◆ WORK INSTRUCTIONS ◆
Nothing but the lines from the one containing "let mut h = Matrix3x6::<f64>::zeros();" through the last line of the records below should be written out, each exactly as it stands.

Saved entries

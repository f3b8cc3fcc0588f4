// src/filter.rs - Constant-velocity Kalman filter for tracked positions
use nalgebra::{Matrix3, Matrix3x6, Matrix6, Vector3, Vector6};

pub struct KalmanFilter {
    state: Vector6<f64>, // [x, y, z, vx, vy, vz]
    covariance: Matrix6<f64>,
    process_noise: Matrix6<f64>,
    measurement_noise: Matrix3<f64>,
    dt: f64,
    initialized: bool,
}

impl KalmanFilter {
    pub fn new(dt: f64) -> Self {
        let mut process_noise = Matrix6::identity() * 0.1;
        process_noise.fixed_view_mut::<3, 3>(3, 3).fill_diagonal(0.2);

        Self {
            state: Vector6::zeros(),
            covariance: Matrix6::identity(),
            process_noise,
            measurement_noise: Matrix3::identity() * 0.1,
            dt,
            initialized: false,
        }
    }

    pub fn predict(&mut self) {
        let mut f = Matrix6::identity();
        f.fixed_view_mut::<3, 3>(0, 3).fill_diagonal(self.dt);

        self.state = f * self.state;
        self.covariance = f * self.covariance * f.transpose() + self.process_noise;
    }

    pub fn update(&mut self, measurement: Vector3<f64>) {
        // The first measurement seeds the state instead of pulling it from the origin
        if !self.initialized {
            self.state.fixed_rows_mut::<3>(0).copy_from(&measurement);
            self.initialized = true;
            return;
        }

        // Observes position only
        let mut h = Matrix3x6::<f64>::zeros();
        h[(0, 0)] = 1.0;
        h[(1, 1)] = 1.0;
        h[(2, 2)] = 1.0;

        let innovation = measurement - (h * self.state);
        let s = h * self.covariance * h.transpose() + self.measurement_noise;

        let Some(s_inv) = s.try_inverse() else {
            tracing::warn!("Singular innovation covariance, skipping Kalman update");
            return;
        };
        let k = self.covariance * h.transpose() * s_inv;

        self.state += k * innovation;
        self.covariance = (Matrix6::identity() - k * h) * self.covariance;
    }

    /// Predict then correct with `measurement`, returning the filtered position.
    pub fn step(&mut self, measurement: Vector3<f64>) -> Vector3<f64> {
        if self.initialized {
            self.predict();
        }
        self.update(measurement);
        self.position()
    }

    pub fn reset(&mut self) {
        self.state = Vector6::zeros();
        self.covariance = Matrix6::identity();
        self.initialized = false;
    }

    pub fn position(&self) -> Vector3<f64> {
        Vector3::new(self.state[0], self.state[1], self.state[2])
    }
}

◆ EXPECTED ANSWER ◆
        let mut h = Matrix3x6::<f64>::zeros();
        h[(0, 0)] = 1.0;
        h[(1, 1)] = 1.0;
        h[(2, 2)] = 1.0;

        let innovation = measurement - (h * self.state);
        let s = h * self.covariance * h.transpose() + self.measurement_noise;

        let Some(s_inv) = s.try_inverse() else {
            tracing::warn!("Singular innovation covariance, skipping Kalman update");
            return;
        };
        let k = self.covariance * h.transpose() * s_inv;

        self.state += k * innovation;
        self.covariance = (Matrix6::identity() - k * h) * self.covariance;
    }

    /// Predict then correct with `measurement`, returning the filtered position.
    pub fn step(&mut self, measurement: Vector3<f64>) -> Vector3<f64> {
        if self.initialized {
            self.predict();
        }
        self.update(measurement);
        self.position()
    }

    pub fn reset(&mut self) {
        self.state = Vector6::zeros();
        self.covariance = Matrix6::identity();
        self.initialized = false;
    }

    pub fn position(&self) -> Vector3<f64> {
        Vector3::new(self.state[0], self.state[1], self.state[2])
    }
}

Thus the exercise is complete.